We read with interest the article in Neonatology by de Sévaux et al., entitled “The Value of Autopsy in Neonates in the 21st Century” . We agree that autopsy consent rates are declining, and offering parents an accurate, noninvasive method alongside or instead of autopsy is to be encouraged . However, we have significant reservations about the study and manuscript in terms of its scientific rigor, methodology, and the conclusions drawn from them.
The authors retrospectively analyzed clinical notes and autopsy findings for neonatal deaths on a Dutch NICU, and they concluded that autopsy has an important role, but over half of the findings would be unlikely detected with postmortem MRI . Of the reported 298 deaths in 2,785 infants on their NICU between 2008 and 2015, only 117 underwent autopsy (of which 100 were eligible for the study). It is likely that patients who underwent autopsy were those in whom the cause of death was unclear, or whose parents were counselled directly towards the benefits of autopsy, as they form less than 40% of the target population. There is no information provided regarding changes in clinical practice or sample distribution over this time. Clinician bias is a significant factor in directing consent for autopsy [3, 4] and thus, a small sample of approximately 12 deaths per year over an 8-year period is unlikely to be an accurate reflection of local or national clinical practice, where the true yield in an unselected NICU population is likely to be much lower.

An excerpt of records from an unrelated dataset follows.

use serde::{Deserialize, Serialize};

use crate::domain::power_state::TimestampMs;

#[derive(Debug, Clone, Copy, PartialEq, Eq)]
pub enum PowerStatus {
    On,
    Standby,
    TransitioningToOn,
    TransitioningToStandby,
}

impl PowerStatus {
    pub fn from_code(code: i64) -> Option<Self> {
        match code {
            0 => Some(Self::On),
            1 => Some(Self::Standby),
            2 => Some(Self::TransitioningToOn),
            3 => Some(Self::TransitioningToStandby),
            _ => None,
        }
    }

    pub fn code(self) -> i64 {
        match self {
            Self::On => 0,
            Self::Standby => 1,
            Self::TransitioningToOn => 2,
            Self::TransitioningToStandby => 3,
        }
    }

    pub fn indicates_on(self) -> bool {
        matches!(self, Self::On | Self::TransitioningToOn)
    }
}

#[derive(Debug, Clone, Copy, PartialEq, Eq)]
pub enum MediaState {
    None,
    Stopped,
    Paused,
    Playing,
    FastForwarding,
    Rewinding,
    Buffering,
    Error,
    Connecting,
    SkippingToPrevious,
    SkippingToNext,
    SkippingToQueueItem,
}

impl MediaState {
    pub fn from_code(code: i64) -> Option<Self> {
        match code {
            0 => Some(Self::None),
            1 => Some(Self::Stopped),
            2 => Some(Self::Paused),
            3 => Some(Self::Playing),
            4 => Some(Self::FastForwarding),
            5 => Some(Self::Rewinding),
            6 => Some(Self::Buffering),
            7 => Some(Self::Error),
            8 => Some(Self::Connecting),
            9 => Some(Self::SkippingToPrevious),
            10 => Some(Self::SkippingToNext),
            11 => Some(Self::SkippingToQueueItem),
            _ => None,
        }
    }

    pub fn label(self) -> &'static str {
        match self {
            Self::None => "NONE",
            Self::Stopped => "STOPPED",
            Self::Paused => "PAUSED",
            Self::Playing => "PLAYING",
            Self::FastForwarding => "FAST_FORWARDING",
            Self::Rewinding => "REWINDING",
            Self::Buffering => "BUFFERING",
            Self::Error => "ERROR",
            Self::Connecting => "CONNECTING",
            Self::SkippingToPrevious => "SKIPPING_TO_PREVIOUS",
            Self::SkippingToNext => "SKIPPING_TO_NEXT",
            Self::SkippingToQueueItem => "SKIPPING_TO_QUEUE_ITEM",
        }
    }

    pub fn is_streaming(self) -> bool {
        matches!(self, Self::Playing | Self::Buffering | Self::Connecting)
    }
}

pub const UNKNOWN_MEDIA_LABEL: &str = "UNKNOWN";

pub fn media_label(media: Option<MediaState>) -> &'static str {
    media.map_or(UNKNOWN_MEDIA_LABEL, MediaState::label)
}

pub fn power_status_code(power_status: Option<PowerStatus>) -> i64 {
    power_status.map_or(-1, PowerStatus::code)
}

#[derive(Debug, Clone, Copy, PartialEq, Eq)]
pub struct NetCounters {
    pub received_bytes: u64,
    pub sent_bytes: u64,
}

#[derive(Debug, Clone, PartialEq)]
pub struct RawSample {
    pub power_status: Option<PowerStatus>,
    pub display_on: Option<bool>,
    pub media_state: Option<MediaState>,
    pub net_counters: Option<NetCounters>,
    pub foreground_app: Option<String>,
    pub collected_at: TimestampMs,
}

#[derive(Debug, Clone, Default, PartialEq, Eq, Serialize, Deserialize)]
pub struct DeviceState {
    #[serde(rename = "device_on", alias = "tv_on", default)]
    pub is_on: Option<bool>,
    #[serde(alias = "app", default)]
    pub current_app: String,
}
use crate::domain::models::{MediaState, PowerStatus, media_label, power_status_code};

#[derive(Debug, Clone, PartialEq)]
pub enum WatchEvent {
    ConnectivityChanged {
        is_up: bool,
    },
    PowerTransitioned {
        is_on: bool,
        current_app: String,
    },
    AppChanged {
        from: String,
        to: String,
    },
    InitialState {
        is_on: bool,
        app: String,
        media_state: Option<MediaState>,
        power_status: Option<PowerStatus>,
    },
}

impl WatchEvent {
    pub fn kind(&self) -> &'static str {
        match self {
            Self::ConnectivityChanged { .. } => "connectivity_changed",
            Self::PowerTransitioned { .. } => "power_transitioned",
            Self::AppChanged { .. } => "app_changed",
            Self::InitialState { .. } => "initial_state",
        }
    }

    pub fn message(&self) -> String {
        match self {
            Self::ConnectivityChanged { is_up: true } => "🔌 Device link restored".to_string(),
            Self::ConnectivityChanged { is_up: false } => "⚠️ Device link lost".to_string(),
            Self::PowerTransitioned {
                is_on: true,
                current_app,
            } => format!("📺 TV turned on (app: {})", or_dash(current_app)),
            Self::PowerTransitioned { is_on: false, .. } => {
                "💤 TV turned off or switched input".to_string()
            }
            Self::AppChanged { from, to } => {
                let from = if from.is_empty() { "none" } else { from.as_str() };
                format!("🔄 App changed: {from} → {to}")
            }
            Self::InitialState {
                is_on,
                app,
                media_state,
                power_status,
            } => format!(
                "🔔 Initial state: TV={} | app={} | media={} | pwr={}",
                on_off(*is_on),
                or_dash(app),
                media_label(*media_state),
                power_status_code(*power_status)
            ),
        }
    }
}

pub fn on_off(is_on: bool) -> &'static str {
    if is_on { "ON" } else { "OFF" }
}

fn or_dash(value: &str) -> &str {
    if value.is_empty() { "-" } else { value }
}
#[derive(Debug, Clone, PartialEq, Eq)]
pub struct AppChange {
    pub from: String,
    pub to: String,
}

#[derive(Debug, Clone, Default)]
pub struct AppFocusTracker {
    current_app: String,
}

impl AppFocusTracker {
    pub fn new(current_app: impl Into<String>) -> Self {
        Self {
            current_app: current_app.into(),
        }
    }

    pub fn observe(&mut self, device_on: bool, foreground_app: Option<&str>) -> Option<AppChange> {
        if !device_on {
            return None;
        }

        let app = foreground_app.map(str::trim).filter(|app| !app.is_empty())?;
        if app == self.current_app {
            return None;
        }

        let from = std::mem::replace(&mut self.current_app, app.to_string());
        Some(AppChange {
            from,
            to: app.to_string(),
        })
    }

    pub fn current_app(&self) -> &str {
        &self.current_app
    }
}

We were also extremely surprised by the speculative and retrograde nature of postmortem MRI assessment in this study, in the absence of any imaging performed. The assessment was presented as a subjective opinion of a single radiologist on the basis of a retrospective case-based review , which is unusually simplistic and highly unscientific when considered against a background of published evidence of actual postmortem MRI experience [5, 6]. The most rigorous scientific studies will be double-blinded clinical trials, with imaging reported blinded to clinical findings, double reported, or consensus read, in order to minimise subjectivity, training bias, retrospective assumptions, and subjective impressions.

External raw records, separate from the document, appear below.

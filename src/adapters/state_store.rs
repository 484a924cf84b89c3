use std::fs;
use std::io;
use std::path::{Path, PathBuf};

use thiserror::Error;

use crate::domain::models::DeviceState;

#[derive(Debug, Error)]
pub enum StoreError {
    #[error("state file io failed: {0}")]
    Io(#[from] io::Error),
    #[error("state serialization failed: {0}")]
    Json(#[from] serde_json::Error),
}

#[derive(Debug, Clone)]
pub struct StateStore {
    path: PathBuf,
}

impl StateStore {
    pub fn new(path: impl Into<PathBuf>) -> Self {
        Self { path: path.into() }
    }

    pub fn path(&self) -> &Path {
        &self.path
    }

    pub fn load(&self) -> DeviceState {
        let content = match fs::read_to_string(&self.path) {
            Ok(content) => content,
            Err(error) if error.kind() == io::ErrorKind::NotFound => {
                return DeviceState::default();
            }
            Err(error) => {
                tracing::warn!(path = %self.path.display(), error = %error, "failed to read state file");
                return DeviceState::default();
            }
        };

        match serde_json::from_str(&content) {
            Ok(state) => state,
            Err(error) => {
                tracing::warn!(path = %self.path.display(), error = %error, "ignoring corrupt state file");
                DeviceState::default()
            }
        }
    }

    pub fn save(&self, state: &DeviceState) -> Result<(), StoreError> {
        if let Some(parent) = self.path.parent()
            && !parent.as_os_str().is_empty()
        {
            fs::create_dir_all(parent)?;
        }

        let content = serde_json::to_string(state)?;
        fs::write(&self.path, content)?;
        Ok(())
    }
}

#[cfg(test)]
mod tests {
    use super::StateStore;
    use crate::domain::models::DeviceState;
    use crate::test_support::temp_path;

    #[test]
    fn missing_file_loads_default_state() {
        let store = StateStore::new(temp_path("missing-state.json"));

        assert_eq!(store.load(), DeviceState::default());
    }

    #[test]
    fn corrupt_file_loads_default_state() {
        let path = temp_path("corrupt-state.json");
        std::fs::write(&path, "{not json").expect("fixture should be written");

        assert_eq!(StateStore::new(path).load(), DeviceState::default());
    }

    #[test]
    fn saves_and_reloads_state() {
        let store = StateStore::new(temp_path("nested/dir/state.json"));
        let state = DeviceState {
            is_on: Some(true),
            current_app: "com.netflix.ninja".to_string(),
        };

        store.save(&state).expect("save should succeed");

        assert_eq!(store.load(), state);
    }

    #[test]
    fn save_overwrites_previous_record() {
        let store = StateStore::new(temp_path("overwrite-state.json"));

        store
            .save(&DeviceState {
                is_on: Some(true),
                current_app: "org.xbmc.kodi".to_string(),
            })
            .expect("first save should succeed");
        store
            .save(&DeviceState {
                is_on: Some(false),
                current_app: String::new(),
            })
            .expect("second save should succeed");

        let content = std::fs::read_to_string(store.path()).expect("state should be readable");
        assert_eq!(content, r#"{"device_on":false,"current_app":""}"#);
    }

    #[test]
    fn reports_unwritable_location() {
        let dir = tempfile::tempdir().expect("tempdir should be created");
        let store = StateStore::new(dir.path());

        assert!(store.save(&DeviceState::default()).is_err());
    }
}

We are also concerned by the “vast” but unquantified experience of the radiologist, particularly as “postmortem MRI is not a standard procedure” in their unit . Our experience is that training radiologists in postmortem imaging is fundamental to accurate image interpretation and typically requires 200 cases or more . They do not cite their own experience in this field; neither (to the best of our knowledge) does the group participate in national or international postmortem imaging guideline groups [7, 8]. Crucial data is also missing, such as full disclosure regarding what diagnoses were deemed potentially diagnosable (or not). This level of detail is precisely what is required to counsel parents appropriately regarding the likelihood of imaging being useful on an individual case basis. Some of their examples listed as “unlikely detectable” were atrial septal defect (ASD), pneumonia, and hypoplasia of the ductus venosus. Data published in 2015 demonstrate that ASDs are commonly diagnosed [9, 10], but we agree that sepsis is challenging , although certain infections (e.g., CMV) may have maternal or placental sequelae that do not require invasive autopsy.

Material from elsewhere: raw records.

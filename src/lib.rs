pub mod adapters;
pub mod app;
pub mod domain;

#[cfg(test)]
mod test_support;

We conclude that this study does not stand up to scientific scrutiny regarding the utility of postmortem MRI. Its results cannot form the basis of wider implications or be used to found generalisations: this study only reports from a small, potentially biased population who did not in fact undergo the imaging that it argues would not assist the diagnosis. There is growing scientific evidence to support postmortem MRI, openly available for discussion and contribution across international forums [7, 8]. We use this in our routine clinical practice to counsel all parents appropriately during bereavement [6, 12]. We actively encourage others to consider the same approach and participate in multicentre trials, international expert discussion, and educational opportunities such that we can move forwards as a multidisciplinary profession.
The authors have no conflicts of interest to declare.
S.C.S. is supported by a Research Councils United Kingdom and United Kingdom Research and Innovation Fellowship, and Medical Research Council Clinical Research Training Fellowship (Grant Ref: MR/R00218/1). This award is jointly funded by the Royal College of Radiologists. O.J.A. is funded by a National Institute for Health Research Career Development Fellowship (NIHR-CDF-2017-10-037). This article presents independent research funded by the Medical Research Council, Royal College of Radiologists, National Institute for Health Research, and the views expressed are those of the author(s) and not necessarily those of the aforementioned institutions, National Health Service, or the Department of Health.